• EXCERPTED DATA:
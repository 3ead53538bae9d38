//! Audit records for attempted items.

use chrono::{DateTime, Duration, Utc};
use serde::{Deserialize, Serialize};

/// One attempted item within a run.
#[derive(Debug, Clone, PartialEq, Eq, Serialize, Deserialize)]
pub struct MigrationTask {
    pub description: String,
    pub item_id: String,
    pub started_at: DateTime<Utc>,
    pub ended_at: Option<DateTime<Utc>>,
    /// Terminal status, including failure detail. `"Running"` while open.
    pub status: String,
}

impl MigrationTask {
    /// Open a task starting now.
    pub fn start(description: String, item_id: &str) -> Self {
        Self {
            description,
            item_id: item_id.to_string(),
            started_at: Utc::now(),
            ended_at: None,
            status: "Running".to_string(),
        }
    }

    /// Close the task with a terminal status.
    pub fn finish(&mut self, status: String) {
        self.ended_at = Some(Utc::now());
        self.status = status;
    }

    pub fn is_finished(&self) -> bool {
        self.ended_at.is_some()
    }

    /// Elapsed time; measured up to now for an open task.
    pub fn elapsed(&self) -> Duration {
        self.ended_at.unwrap_or_else(Utc::now) - self.started_at
    }
}
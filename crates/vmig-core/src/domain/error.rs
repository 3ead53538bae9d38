//! Error taxonomy for the orchestration layer.

/// A run-level precondition that was not satisfied.
#[derive(Debug, Clone, Copy, PartialEq, Eq, thiserror::Error)]
pub enum Precondition {
    #[error("no source connection selected")]
    MissingSourceConnection,

    #[error("no target connection selected")]
    MissingTargetConnection,

    #[error("no items selected for migration")]
    NoItemsSelected,

    #[error("no destination selected on the target")]
    NoDestination,
}

/// Errors produced by vmig-core.
///
/// Per-item failures are never surfaced through this type during a run; they
/// are recorded as [`Outcome`](crate::domain::Outcome) data instead.
#[derive(Debug, thiserror::Error)]
pub enum MigrationError {
    #[error("credential required for {endpoint}")]
    CredentialRequired { endpoint: String },

    #[error("execution of {operation} failed: {detail}")]
    ExecutionFailed { operation: String, detail: String },

    #[error("a migration run is already in progress")]
    RunAlreadyInProgress,

    #[error("precondition not met: {0}")]
    PreconditionNotMet(Precondition),

    #[error("configuration error: {0}")]
    Config(String),

    #[error("serialization error: {0}")]
    Serialization(#[from] serde_json::Error),

    #[error("io error: {0}")]
    Io(#[from] std::io::Error),
}

impl From<Precondition> for MigrationError {
    fn from(p: Precondition) -> Self {
        MigrationError::PreconditionNotMet(p)
    }
}

/// Result type for vmig-core operations.
pub type Result<T> = std::result::Result<T, MigrationError>;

• WHAT YOU ARE ASKED TO DO:
Go through the data above and find the lines with the word "core". Copy each of those lines.

• EXERCISE SOLUTION:
filename crates/vmig-core/src/domain/error.rs
/// Errors produced by vmig-core.
/// Result type for vmig-core operations.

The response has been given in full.